TABLE 1 Conservative amino acid substitutions For Amino Acid Code Replace with any of Alanine A D-Ala, Gly, beta-Ala, L-Cys, D-Cys Arginine R D-Arg, Lys, D-Lys, homo-Arg, D-homo-Arg, Met, Ile, D-Met, D-Ile, Orn, D-Orn Asparagine N D-Asn, Asp, D-Asp, Glu, D-Glu, Gln, D-Gln Aspartic Acid D D-Asp, D-Asn, Asn, Glu, D-Glu, Gln, D-Gln Cysteine C D-Cys, S-Me-Cys, Met, D-Met, Thr, D-Thr Glutamine Q D-Gln, Asn, D-Asn, Glu, D-Glu, Asp, D-Asp Glutamic Acid E D-Glu, D-Asp, Asp, Asn, D-Asn, Gln, D-Gln Glycine G Ala, D-Ala, Pro, D-Pro, b-Ala, Acp Isoleucine I D-Ile, Val, D-Val, Leu, D-Leu, Met, D-Met Leucine L D-Leu, Val, D-Val, Leu, D-Leu, Met, D-Met Lysine K D-Lys, Arg, D-Arg, homo-Arg, D-homo-Arg, Met, D-Met, Ile, D-Ile, Orn, D-Orn Methionine M D-Met, S-Me-Cys, Ile, D-Ile, Leu, D-Leu, Val, D-Val Phenylalanine F D-Phe, Tyr, D-Thr, L-Dopa, His, D-His, Trp, D-Trp, Trans-3,4, or 5-phenylproline, cis-3,4, or 5-phenylproline Proline P D-Pro, L-I-thioazolidine-4-carboxylic acid, D-or L-1-oxazolidine-4-carboxylic acid Serine S D-Ser, Thr, D-Thr, allo-Thr, Met, D-Met, Met(O), D-Met(O), L-Cys, D-Cys Threonine T D-Thr, Ser, D-Ser, allo-Thr, Met, D-Met, Met(O), D-Met(O), Val, D-Val Tyrosine Y D-Tyr, Phe, D-Phe, L-Dopa, His, D-His Valine V D-Val, Leu, D-Leu, Ile, D-Ile, Met, D-Met

In some embodiments, the present glucoamylase comprises a deletion, substitution, insertion, or addition of one or a few amino acid residues relative to the amino acid sequence of SEQ ID NO: 3 or a homologous sequence thereof.
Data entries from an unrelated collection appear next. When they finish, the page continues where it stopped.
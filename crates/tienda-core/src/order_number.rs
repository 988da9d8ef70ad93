//! # Order Numbers
//!
//! Human-readable order identifiers.
//!
//! ```text
//! Sequential:  ORD-000042            (persistence-owned sequence)
//! Fallback:    ORD-17345678-042      (epoch millis, last 8 digits + random)
//! ```
//!
//! The fallback only appears when the sequence cannot be read. It is unique
//! enough for one storefront, not globally.

/// Prefix shared by every order number.
pub const PREFIX: &str = "ORD-";

/// Formats a sequence value: `ORD-` + at least 6 zero-padded digits.
///
/// ## Example
/// ```rust
/// use tienda_core::order_number::format_sequential;
///
/// assert_eq!(format_sequential(42), "ORD-000042");
/// assert_eq!(format_sequential(1_234_567), "ORD-1234567");
/// ```
pub fn format_sequential(sequence: u64) -> String {
    format!("{PREFIX}{sequence:06}")
}

/// Formats a fallback number from a timestamp and a random value.
///
/// Only the last 8 digits of `epoch_millis` and the last 3 of `random` are used.
pub fn format_fallback(epoch_millis: u64, random: u16) -> String {
    format!(
        "{PREFIX}{:08}-{:03}",
        epoch_millis % 100_000_000,
        random % 1000
    )
}

/// Checks that `value` has one of the two order number shapes.
pub fn is_order_number(value: &str) -> bool {
    let Some(rest) = value.strip_prefix(PREFIX) else {
        return false;
    };
    let all_digits = |s: &str| !s.is_empty() && s.bytes().all(|b| b.is_ascii_digit());

    match rest.split_once('-') {
        None => rest.len() >= 6 && all_digits(rest),
        Some((stamp, random)) => {
            stamp.len() == 8 && random.len() == 3 && all_digits(stamp) && all_digits(random)
        }
    }
}

#[cfg(test)]
mod tests {
    use super::*;

    #[test]
    fn test_sequential_format() {
        assert_eq!(format_sequential(1), "ORD-000001");
        assert_eq!(format_sequential(999_999), "ORD-999999");
        assert_eq!(format_sequential(1_000_000), "ORD-1000000");
    }

    #[test]
    fn test_fallback_format() {
        assert_eq!(format_fallback(1_734_567_890_123, 7), "ORD-67890123-007");
        assert_eq!(format_fallback(42, 999), "ORD-00000042-999");
        assert!(is_order_number(&format_fallback(1_734_567_890_123, 1234)));
    }

    #[test]
    fn test_is_order_number() {
        assert!(is_order_number("ORD-000042"));
        assert!(is_order_number("ORD-67890123-007"));
        assert!(!is_order_number("ORD-42"));
        assert!(!is_order_number("ord-000042"));
        assert!(!is_order_number("ORD-6789012-007"));
        assert!(!is_order_number("ORD-67890123-07a"));
    }

    #[test]
    fn test_sequential_numbers_are_unique() {
        let numbers: std::collections::HashSet<_> = (1..=1000).map(format_sequential).collect();
        assert_eq!(numbers.len(), 1000);
    }
}
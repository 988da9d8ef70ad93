//! # tienda-api: Order Intake HTTP Service
//!
//! ## Architecture
//! ```text
//! ┌─────────────────────────────────────────────────────────────────────────┐
//! │                           tienda-api                                    │
//! │                                                                         │
//! │  routes ──► services ──► ports ──► tienda-db repositories ──► SQLite   │
//! │    │           │                                                        │
//! │    │           └── tienda-core (validation, pricing, order numbers)    │
//! │    └── error (ApiError → JSON)                                         │
//! └─────────────────────────────────────────────────────────────────────────┘
//! ```
//!
//! ## Modules
//! - [`config`] - environment configuration
//! - [`error`] - HTTP error mapping
//! - [`ports`] - catalog and order store traits
//! - [`services`] - intake, query, resolver, allocator
//! - [`routes`] - axum router and handlers
//! - [`state`] - shared handler state

pub mod config;
pub mod error;
pub mod ports;
pub mod routes;
pub mod services;
pub mod state;

pub use config::{ApiConfig, ConfigError, Environment};
pub use error::{ApiError, ApiResult, ErrorCode};
pub use routes::router;
pub use state::AppState;
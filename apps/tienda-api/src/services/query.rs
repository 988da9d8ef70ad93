//! # Order Query
//!
//! Paginated, filtered, sorted listing of orders. Pure read.
//!
//! ## Query Parameters
//! ```text
//! page           1-based, invalid or < 1 → 1
//! limit          1..=100, invalid → 10, out of range → clamped
//! status         one of OrderStatus, else 400
//! paymentStatus  one of PaymentStatus, else 400
//! customerEmail  exact, case-insensitive
//! orderNumber    substring, case-insensitive
//! sortBy         whitelisted field, else createdAt
//! sortOrder      asc | desc (default desc)
//! ```

use serde::{Deserialize, Serialize};
use tracing::debug;

use tienda_core::error::ValidationResult;
use tienda_core::{
    Order, OrderFilter, OrderSort, OrderSortField, OrderStatus, Pagination, PaymentStatus,
    SortDirection,
};

use crate::ports::OrderStore;
use crate::services::error::QueryResult;

pub const DEFAULT_PAGE_SIZE: u32 = 10;
pub const MAX_PAGE_SIZE: u32 = 100;

/// Raw listing parameters as they arrive in the query string.
///
/// Everything is a string so that bad numbers degrade to defaults instead of
/// rejecting the request.
#[derive(Debug, Clone, Default, Deserialize)]
#[serde(rename_all = "camelCase")]
pub struct ListOrdersParams {
    pub page: Option<String>,
    pub limit: Option<String>,
    pub status: Option<String>,
    pub payment_status: Option<String>,
    pub customer_email: Option<String>,
    pub order_number: Option<String>,
    pub sort_by: Option<String>,
    pub sort_order: Option<String>,
}

fn non_blank(value: &Option<String>) -> Option<&str> {
    value.as_deref().map(str::trim).filter(|v| !v.is_empty())
}

impl ListOrdersParams {
    /// Requested page, at least 1.
    pub fn page(&self) -> u32 {
        non_blank(&self.page)
            .and_then(|p| p.parse::<i64>().ok())
            .map(|p| p.clamp(1, i64::from(u32::MAX)) as u32)
            .unwrap_or(1)
    }

    /// Requested page size, within 1..=100.
    pub fn limit(&self) -> u32 {
        non_blank(&self.limit)
            .and_then(|l| l.parse::<i64>().ok())
            .map(|l| l.clamp(1, i64::from(MAX_PAGE_SIZE)) as u32)
            .unwrap_or(DEFAULT_PAGE_SIZE)
    }

    /// Filters, rejecting unknown status values.
    pub fn filter(&self) -> ValidationResult<OrderFilter> {
        Ok(OrderFilter {
            status: non_blank(&self.status)
                .map(str::parse::<OrderStatus>)
                .transpose()?,
            payment_status: non_blank(&self.payment_status)
                .map(str::parse::<PaymentStatus>)
                .transpose()?,
            customer_email: non_blank(&self.customer_email).map(str::to_lowercase),
            order_number: non_blank(&self.order_number).map(str::to_string),
        })
    }

    /// Sort order. Unknown fields fall back to `createdAt`.
    pub fn sort(&self) -> OrderSort {
        OrderSort {
            field: non_blank(&self.sort_by)
                .and_then(OrderSortField::parse)
                .unwrap_or_default(),
            direction: non_blank(&self.sort_order)
                .map(SortDirection::parse)
                .unwrap_or_default(),
        }
    }
}

/// One page of orders plus what was asked for.
#[derive(Debug, Clone, Serialize)]
#[serde(rename_all = "camelCase")]
pub struct OrderPage {
    pub orders: Vec<Order>,
    pub pagination: Pagination,
    pub filters: OrderFilter,
}

/// Order listing service.
pub struct OrderQuery<S> {
    store: S,
}

impl<S: OrderStore> OrderQuery<S> {
    pub fn new(store: S) -> Self {
        OrderQuery { store }
    }

    /// Lists one page of orders.
    pub async fn list(
        &self,
        filter: OrderFilter,
        sort: OrderSort,
        page: u32,
        limit: u32,
    ) -> QueryResult<OrderPage> {
        let total = self.store.count(&filter).await?;
        let pagination = Pagination::new(page.max(1), limit.clamp(1, MAX_PAGE_SIZE), total);

        let orders = self
            .store
            .find(&filter, sort, pagination.offset(), pagination.limit)
            .await?;

        debug!(
            page = pagination.current_page,
            returned = orders.len(),
            total = total,
            "Listed orders"
        );

        Ok(OrderPage {
            orders,
            pagination,
            filters: filter,
        })
    }

    /// Lists orders as described by raw query-string parameters.
    pub async fn list_params(&self, params: &ListOrdersParams) -> QueryResult<OrderPage> {
        let filter = params.filter()?;
        self.list(filter, params.sort(), params.page(), params.limit())
            .await
    }
}
//! # API Error Type
//!
//! What an HTTP client sees when a request fails.
//!
//! ## Error Flow
//! ```text
//! ┌─────────────────────────────────────────────────────────────────────────┐
//! │  Handler                                                                │
//! │    │                                                                    │
//! │    ├── JsonRejection ─────────────────────► 400 MALFORMED_REQUEST      │
//! │    ├── IntakeError::Core(MissingFields) ──► 400 MISSING_FIELDS         │
//! │    ├── IntakeError::Core(...) ────────────► 400 VALIDATION_ERROR /     │
//! │    │                                         PRODUCT_NOT_FOUND /       │
//! │    │                                         INSUFFICIENT_STOCK        │
//! │    ├── IntakeError::Storage ──────────────► 500 DATABASE_ERROR         │
//! │    └── QueryError ────────────────────────► 400 / 500                  │
//! │                                                                         │
//! │  ApiError::for_environment strips `details` in production              │
//! └─────────────────────────────────────────────────────────────────────────┘
//! ```
//!
//! ## Body
//! ```json
//! {
//!   "success": false,
//!   "error": "Insufficient stock",
//!   "code": "INSUFFICIENT_STOCK",
//!   "message": "Insufficient stock for Mole Poblano: available 3, requested 5"
//! }
//! ```

use std::error::Error as StdError;

use axum::extract::rejection::{JsonRejection, QueryRejection};
use axum::http::StatusCode;
use axum::response::{IntoResponse, Response};
use axum::Json;
use serde::Serialize;

use tienda_core::CoreError;

use crate::config::Environment;
use crate::services::{IntakeError, QueryError};

/// Machine-readable error codes.
#[derive(Debug, Clone, Copy, PartialEq, Eq, Serialize)]
#[serde(rename_all = "SCREAMING_SNAKE_CASE")]
pub enum ErrorCode {
    /// Required request fields absent (400)
    MissingFields,

    /// Input validation failed (400)
    ValidationError,

    /// Line item did not resolve (400)
    ProductNotFound,

    /// Not enough stock (400)
    InsufficientStock,

    /// Body or query string could not be parsed (400)
    MalformedRequest,

    /// Storage failed (500)
    DatabaseError,

    /// Anything else (500)
    Internal,
}

/// API error returned from handlers.
#[derive(Debug, Clone)]
pub struct ApiError {
    pub status: StatusCode,
    pub code: ErrorCode,

    /// Short summary
    pub error: String,

    /// Full human-readable message
    pub message: String,

    /// Debug detail and error source chain, development only
    pub details: Option<String>,
}

#[derive(Serialize)]
struct ErrorBody<'a> {
    success: bool,
    error: &'a str,
    code: ErrorCode,
    message: &'a str,
    #[serde(skip_serializing_if = "Option::is_none")]
    details: Option<&'a str>,
}

pub type ApiResult<T> = Result<T, ApiError>;

impl ApiError {
    pub fn new(
        status: StatusCode,
        code: ErrorCode,
        error: impl Into<String>,
        message: impl Into<String>,
    ) -> Self {
        ApiError {
            status,
            code,
            error: error.into(),
            message: message.into(),
            details: None,
        }
    }

    /// Creates a 400 validation error.
    pub fn validation(message: impl Into<String>) -> Self {
        ApiError::new(
            StatusCode::BAD_REQUEST,
            ErrorCode::ValidationError,
            "Validation failed",
            message,
        )
    }

    /// Creates a 500 storage error carrying the debug detail of `err`.
    pub fn storage(error: &str, err: &(dyn StdError + 'static)) -> Self {
        tracing::error!(error = %err, context = error, "Storage failure");
        let mut api = ApiError::new(
            StatusCode::INTERNAL_SERVER_ERROR,
            ErrorCode::DatabaseError,
            error,
            err.to_string(),
        );
        api.details = Some(describe_chain(err));
        api
    }

    /// Drops `details` unless the environment exposes them.
    pub fn for_environment(mut self, environment: Environment) -> Self {
        if !environment.exposes_error_details() {
            self.details = None;
        }
        self
    }
}

/// `Debug` output followed by every `source()` in the chain.
fn describe_chain(err: &(dyn StdError + 'static)) -> String {
    let mut out = format!("{err:?}");
    let mut source = err.source();
    while let Some(cause) = source {
        out.push_str("\ncaused by: ");
        out.push_str(&cause.to_string());
        source = cause.source();
    }
    out
}

impl IntoResponse for ApiError {
    fn into_response(self) -> Response {
        let body = ErrorBody {
            success: false,
            error: &self.error,
            code: self.code,
            message: &self.message,
            details: self.details.as_deref(),
        };
        (self.status, Json(body)).into_response()
    }
}

/// Converts core errors to API errors. All of them are 400s.
impl From<CoreError> for ApiError {
    fn from(err: CoreError) -> Self {
        let (code, error) = match &err {
            CoreError::MissingFields { .. } => (ErrorCode::MissingFields, "Missing required fields"),
            CoreError::ProductNotFound { .. } => (ErrorCode::ProductNotFound, "Product not found"),
            CoreError::InsufficientStock { .. } => {
                (ErrorCode::InsufficientStock, "Insufficient stock")
            }
            CoreError::MissingProductId { .. }
            | CoreError::InvalidQuantity { .. }
            | CoreError::TooManyItems { .. }
            | CoreError::AmountOverflow
            | CoreError::Validation(_) => (ErrorCode::ValidationError, "Validation failed"),
        };
        ApiError::new(StatusCode::BAD_REQUEST, code, error, err.to_string())
    }
}

impl From<IntakeError> for ApiError {
    fn from(err: IntakeError) -> Self {
        match err {
            IntakeError::Core(core) => core.into(),
            storage @ IntakeError::Storage(_) => {
                ApiError::storage("Failed to create order", &storage)
            }
        }
    }
}

impl From<QueryError> for ApiError {
    fn from(err: QueryError) -> Self {
        match err {
            QueryError::Validation(validation) => ApiError::validation(validation.to_string()),
            storage @ QueryError::Storage(_) => ApiError::storage("Failed to fetch orders", &storage),
        }
    }
}

impl From<JsonRejection> for ApiError {
    fn from(rejection: JsonRejection) -> Self {
        ApiError::new(
            StatusCode::BAD_REQUEST,
            ErrorCode::MalformedRequest,
            "Malformed request",
            rejection.body_text(),
        )
    }
}

impl From<QueryRejection> for ApiError {
    fn from(rejection: QueryRejection) -> Self {
        ApiError::new(
            StatusCode::BAD_REQUEST,
            ErrorCode::MalformedRequest,
            "Malformed request",
            rejection.body_text(),
        )
    }
}

#[cfg(test)]
mod tests {
    use super::*;
    use tienda_core::ValidationError;
    use tienda_db::DbError;

    #[test]
    fn test_core_errors_are_bad_requests() {
        let err: ApiError = CoreError::InsufficientStock {
            name: "Mole Poblano".to_string(),
            available: 3,
            requested: 5,
        }
        .into();
        assert_eq!(err.status, StatusCode::BAD_REQUEST);
        assert_eq!(err.code, ErrorCode::InsufficientStock);
        assert_eq!(
            err.message,
            "Insufficient stock for Mole Poblano: available 3, requested 5"
        );

        let err: ApiError = CoreError::from(ValidationError::InvalidEmail {
            value: "nope".to_string(),
        })
        .into();
        assert_eq!(err.code, ErrorCode::ValidationError);
        assert!(err.details.is_none());

        let err: ApiError = CoreError::AmountOverflow.into();
        assert_eq!(err.status, StatusCode::BAD_REQUEST);
        assert_eq!(err.code, ErrorCode::ValidationError);
    }

    #[test]
    fn test_storage_error_details_follow_environment() {
        let err: ApiError =
            IntakeError::from(DbError::QueryFailed("disk I/O error".to_string())).into();

        assert_eq!(err.status, StatusCode::INTERNAL_SERVER_ERROR);
        assert_eq!(err.code, ErrorCode::DatabaseError);
        assert_eq!(err.error, "Failed to create order");
        assert!(err.message.contains("disk I/O error"));

        let dev = err.clone().for_environment(Environment::Development);
        let details = dev.details.unwrap();
        assert!(details.contains("Storage(QueryFailed"));
        assert!(details.contains("caused by: Query failed: disk I/O error"));

        let prod = err.for_environment(Environment::Production);
        assert!(prod.details.is_none());
    }

    #[test]
    fn test_unknown_filter_is_validation_error() {
        let err: ApiError = QueryError::Validation(ValidationError::NotAllowed {
            field: "status".to_string(),
            allowed: vec!["pending".to_string()],
        })
        .into();

        assert_eq!(err.status, StatusCode::BAD_REQUEST);
        assert_eq!(err.message, "status must be one of: pending");
    }
}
In some embodiments, the present glucoamylases are derived from the amino acid sequence of SEQ ID NO: 3 by conservative substitution of one or several amino acid residues. In all cases, the expression “one or a few amino acid residues” refers to 10 or less, i.e., 1, 2, 3, 4, 5, 6, 7, 8, 9, or 10, amino acid residues. The amino acid substitutions, deletions and/or insertions of the mature polypeptide of SEQ ID NO: 3 can be at most 10, at most 9, more at most 8, more at most 7, more at most 6, more at most 5, more at most 4, even more at most 3, at most 2, and even at most 1.

Alternatively, the amino acid changes are of such a nature that the physico-chemical properties of the polypeptides are altered. For example, amino acid changes may improve the thermal stability of the polypeptide, alter the substrate specificity, change the pH optimum, and the like.

Single or multiple amino acid substitutions, deletions, and/or insertions can be made and tested using known methods of mutagenesis, recombination, and/or shuffling, followed by a relevant screening procedure, such as those disclosed by Reidhaar-Olson and Sauer, 1988, Science 241: 53-57; Bowie and Sauer, 1989, Proc. Natl. Acad. Sci. USA 86: 2152-2156; WO 95/17413; or WO 95/22625. Other methods that can be used include error-prone PCR, phage display (e.g., Lowman et al., 1991, Biochem. 30: 10832-10837; U.S. Pat. No. 5,223,409; WO 92/06204), and region-directed mutagenesis (Derbyshire et al., 1986, Gene 46: 145; Ner et al., 1988, DNA 7: 127).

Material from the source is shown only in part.